Para o vereador, o aterro sanitário, que teve a sua operação iniciada em 2009, não deveria estar recebendo mais resíduos.
“O aterro sanitário de Maceió é gerido, atualmente, pela empresa Horizon. Antes, era gerenciado pela V2. São várias mensagens que venho recebendo nas redes sociais, por ambientalistas e também por moradores do Benedito Bentes, apontando que o aterro teria uma vida útil até 2028. Essa condição foi antecipada em cinco anos, e o aterro sanitário não deveria receber mais nenhum tipo de resíduo. Há três anos, as atividades eram para estar suspensas”, contextualizou o parlamentar.
O vereador lançou a preocupação com o fato da região onde está localizado o aterro se tornar um novo lixão.
“Como tratar de uma cidade que está em pleno crescimento, sem levar em consideração o manejo correto de seus resíduos. Lembrando que o aterro também está localizado em uma área em plena expansão, e com a operação continuada do aterro, pode inviabilizar empreendimentos na região que possivelmente poderiam contribuir com o desenvolvimento econômico da capital”.
Allan Pierre disse ainda que vai elaborar uma série de encaminhamentos e cobrar explicações à concessionária que gerencia o aterro sanitário, a exemplo dos indícios de controle ineficaz do chorume, inconsistências entre os volumes de resídios gerados e destinados, indicativos de despejos irregulares de efluentes, ausência de segregação adequada dos resíduos sólidos, utilização de equipamentos precários estruturais e armazenamento inadequado de produtos químicos.
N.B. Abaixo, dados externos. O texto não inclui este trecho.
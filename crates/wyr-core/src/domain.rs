/// Discord user id (snowflake).
#[derive(Clone, Copy, Debug, PartialEq, Eq, Hash)]
pub struct UserId(pub u64);

/// Discord message id (snowflake).
#[derive(Clone, Copy, Debug, PartialEq, Eq, Hash)]
pub struct MessageId(pub u64);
Para o presidente Chico Filho, o assunto tratado em plenário também remonta a uma preocupação dos moradores do bairro de Riacho Doce. Chico reforçou que o Município, por meio do Instituto de Pesquisa e Planejamento Urbano de Maceió (IPLAM), tem realizado fiscalizações e que o parlamento vem atuando para proteção do meio ambiente.
“Essas problemáticas sobre o aterro sanitário têm apavorado a comunidade do Riacho Doce devido à qualidade da água do riacho que corta aquela região e desagua em uma das praias mais bonitas de nossa capital. Já recebemos essas informações da fiscalização do IPLAM, e a Câmara Municipal está ciente de toda essa situação”, reforçou Chico Filho.
Também durante a sessão desta quarta (13), temas sobre transporte coletivo, mobilidade urbana e educação foram abordados pela vereadora Teca Nelma e pelo vereador Charles Hebert.